(Stored data)
──────

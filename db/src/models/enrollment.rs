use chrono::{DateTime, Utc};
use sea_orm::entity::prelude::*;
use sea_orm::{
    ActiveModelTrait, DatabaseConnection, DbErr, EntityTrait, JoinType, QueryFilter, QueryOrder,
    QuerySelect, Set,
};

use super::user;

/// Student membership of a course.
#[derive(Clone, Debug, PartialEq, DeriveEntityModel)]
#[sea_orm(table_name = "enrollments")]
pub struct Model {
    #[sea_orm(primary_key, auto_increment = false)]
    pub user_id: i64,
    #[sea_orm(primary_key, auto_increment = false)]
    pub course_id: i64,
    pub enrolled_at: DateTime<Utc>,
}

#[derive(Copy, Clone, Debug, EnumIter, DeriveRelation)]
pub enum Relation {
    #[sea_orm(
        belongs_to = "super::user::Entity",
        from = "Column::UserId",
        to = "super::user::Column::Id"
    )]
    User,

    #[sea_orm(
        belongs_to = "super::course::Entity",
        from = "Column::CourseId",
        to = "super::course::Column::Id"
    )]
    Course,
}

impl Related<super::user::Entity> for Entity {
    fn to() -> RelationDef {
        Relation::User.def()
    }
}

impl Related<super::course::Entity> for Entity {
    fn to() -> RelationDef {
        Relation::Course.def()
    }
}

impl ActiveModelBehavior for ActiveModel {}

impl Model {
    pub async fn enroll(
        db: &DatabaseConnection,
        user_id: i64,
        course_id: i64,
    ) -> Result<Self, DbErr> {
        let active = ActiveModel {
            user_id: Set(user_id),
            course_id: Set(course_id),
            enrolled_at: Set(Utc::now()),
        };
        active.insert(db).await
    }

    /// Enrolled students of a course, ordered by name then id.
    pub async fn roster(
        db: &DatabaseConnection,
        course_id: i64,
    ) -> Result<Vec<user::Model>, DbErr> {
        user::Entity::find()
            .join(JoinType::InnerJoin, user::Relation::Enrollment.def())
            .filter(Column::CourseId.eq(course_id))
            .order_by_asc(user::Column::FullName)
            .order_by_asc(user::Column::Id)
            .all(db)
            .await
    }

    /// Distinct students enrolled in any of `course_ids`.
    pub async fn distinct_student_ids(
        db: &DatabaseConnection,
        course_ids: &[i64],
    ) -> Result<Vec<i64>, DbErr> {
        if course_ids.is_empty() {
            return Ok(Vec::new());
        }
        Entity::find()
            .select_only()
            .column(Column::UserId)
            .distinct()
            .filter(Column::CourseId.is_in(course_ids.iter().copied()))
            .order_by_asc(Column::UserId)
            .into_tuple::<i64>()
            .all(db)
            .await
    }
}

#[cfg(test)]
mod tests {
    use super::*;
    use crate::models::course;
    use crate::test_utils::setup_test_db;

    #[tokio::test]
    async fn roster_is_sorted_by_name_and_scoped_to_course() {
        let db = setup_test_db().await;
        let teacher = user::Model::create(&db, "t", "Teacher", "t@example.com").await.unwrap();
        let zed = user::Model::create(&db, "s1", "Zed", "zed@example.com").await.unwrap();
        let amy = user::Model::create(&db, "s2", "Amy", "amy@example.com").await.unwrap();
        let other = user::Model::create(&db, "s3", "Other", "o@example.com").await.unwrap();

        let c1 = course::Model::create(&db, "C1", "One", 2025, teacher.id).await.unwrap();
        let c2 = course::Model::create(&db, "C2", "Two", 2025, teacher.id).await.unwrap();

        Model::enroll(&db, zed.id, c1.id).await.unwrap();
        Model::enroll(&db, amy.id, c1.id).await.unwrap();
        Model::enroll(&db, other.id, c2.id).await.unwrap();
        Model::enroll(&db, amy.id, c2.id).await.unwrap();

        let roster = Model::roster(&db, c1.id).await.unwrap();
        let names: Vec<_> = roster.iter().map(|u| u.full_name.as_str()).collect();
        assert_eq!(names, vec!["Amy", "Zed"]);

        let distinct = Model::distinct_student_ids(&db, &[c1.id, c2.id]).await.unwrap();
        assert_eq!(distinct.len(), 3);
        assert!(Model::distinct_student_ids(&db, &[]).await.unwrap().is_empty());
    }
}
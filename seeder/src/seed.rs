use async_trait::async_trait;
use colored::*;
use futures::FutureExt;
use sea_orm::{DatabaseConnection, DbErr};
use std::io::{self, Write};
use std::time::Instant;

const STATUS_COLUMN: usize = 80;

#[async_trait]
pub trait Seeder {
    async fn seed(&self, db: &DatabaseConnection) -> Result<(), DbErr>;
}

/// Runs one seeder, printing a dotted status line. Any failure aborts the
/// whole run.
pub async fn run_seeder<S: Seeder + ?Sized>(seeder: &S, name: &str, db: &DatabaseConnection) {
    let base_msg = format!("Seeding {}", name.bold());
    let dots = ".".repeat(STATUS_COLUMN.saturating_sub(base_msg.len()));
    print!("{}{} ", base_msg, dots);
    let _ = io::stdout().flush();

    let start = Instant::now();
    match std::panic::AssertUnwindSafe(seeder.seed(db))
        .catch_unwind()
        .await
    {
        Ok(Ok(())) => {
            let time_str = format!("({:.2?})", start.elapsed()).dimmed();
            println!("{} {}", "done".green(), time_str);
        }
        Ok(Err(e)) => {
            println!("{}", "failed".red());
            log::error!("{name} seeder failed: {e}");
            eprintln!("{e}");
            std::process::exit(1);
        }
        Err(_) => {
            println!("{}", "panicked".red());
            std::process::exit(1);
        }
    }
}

──────

> What the task requires: Write out each line above containing "from".

> Finished task:
        from = "Column::UserId",
        from = "Column::CourseId",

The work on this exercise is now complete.